Check this out. What you will quickly get from this piece is the realization that trust can indeed be problematic. I’ve seen this myself in cases where I have trusted people to do things, and have then been too disorganized and/or lazy to take responsibility for making sure that the things actually get done.

The right balance, as pointed out so clearly by this consulting physician, might be called “organized trust.” The first principle here is to assume that everyone involved has good intentions. BUT. If trust is to be a positive rather than a negative force, that assumption must be accompanied by shared and explicit goal setting, agreed upon norms for communication and established points for “checking in.”

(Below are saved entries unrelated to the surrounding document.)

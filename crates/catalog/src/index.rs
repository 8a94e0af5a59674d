//! Catalog construction and indexing.
//!
//! Builds a `Catalog` from parsed movies:
//! - Validate every record (fail fast, nothing half-loaded)
//! - Build the id index used by `get_movie`
//! - Build the genre index used by `get_movies_by_genre` and `genres`

use crate::error::{CatalogError, Result};
use crate::parser;
use crate::types::*;
use std::collections::{BTreeMap, HashMap};
use std::path::Path;
use tracing::{debug, info};

impl Catalog {
    /// The embedded ten-movie reference catalog
    pub fn reference() -> Result<Self> {
        let movies = parser::parse_movies(parser::REFERENCE_FIXTURE)?;
        Self::from_movies(movies)
    }

    /// Load a catalog from a JSON document on disk
    pub fn load_from_file(path: &Path) -> Result<Self> {
        info!("Loading movie catalog from {:?}", path);
        let movies = parser::read_movies_file(path)?;
        Self::from_movies(movies)
    }

    /// Build a catalog from already-constructed movies.
    ///
    /// Catalog order is the order of `movies`. Fails on the first invalid
    /// record.
    pub fn from_movies(movies: Vec<Movie>) -> Result<Self> {
        let mut id_index = HashMap::with_capacity(movies.len());
        for (pos, movie) in movies.iter().enumerate() {
            validate_movie(movie)?;
            if id_index.insert(movie.id, pos).is_some() {
                return Err(CatalogError::DuplicateId { id: movie.id });
            }
        }

        let mut catalog = Catalog {
            movies,
            id_index,
            genre_index: BTreeMap::new(),
        };
        catalog.build_genre_index();

        info!(
            "Catalog ready: {} movies, {} genres",
            catalog.movies.len(),
            catalog.genre_index.len()
        );
        Ok(catalog)
    }

    fn build_genre_index(&mut self) {
        for movie in &self.movies {
            for genre in &movie.genres {
                let ids = self.genre_index.entry(genre.clone()).or_default();
                // duplicate labels on one movie index it once
                if ids.last() != Some(&movie.id) {
                    ids.push(movie.id);
                }
            }
        }
        debug!("Built genre index with {} labels", self.genre_index.len());
    }
}

/// Check the invariants the scoring code depends on
fn validate_movie(movie: &Movie) -> Result<()> {
    let invalid = |field: &str, value: String| CatalogError::InvalidValue {
        movie_id: movie.id,
        field: field.to_string(),
        value,
    };

    if !movie.rating.is_finite() {
        return Err(invalid("rating", movie.rating.to_string()));
    }
    if !movie.sentiment_score.is_finite() {
        return Err(invalid("sentiment_score", movie.sentiment_score.to_string()));
    }
    if movie.review_count == 0 {
        return Err(invalid("review_count", movie.review_count.to_string()));
    }
    if movie.runtime_minutes == 0 {
        return Err(invalid("runtime_minutes", movie.runtime_minutes.to_string()));
    }
    Ok(())
}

Bottom Line. As you can tell by this post and by the previous two, I have been playing around the last few posts with the concept of “trust.” The first piece in the trilogy dealt with an Anesthesiologist who was “trusted,” but who diverted drugs from his patients for his own use. His colleagues trust was so strong, in fact, that they turned their eyes away from his aberrant behavior and were unwilling to blow the whistle on him.

In the second post, we dealt with the fact that in today’s healthcare system, the leaders, a.k.a. Hospital Administrators, are not “eating last.” Physicians are increasingly being called upon to trust MBA’s who are pushing doctors away from the table until they have satiated themselves. Not good.

And today, we are advised that blind trust is not desirable. Rather, we need to establish a more organized and informed kind of trust if we are to avoid disappointing outcomes.  

Spend some time thinking about trust today. It is an important concept in our work. And in our lives!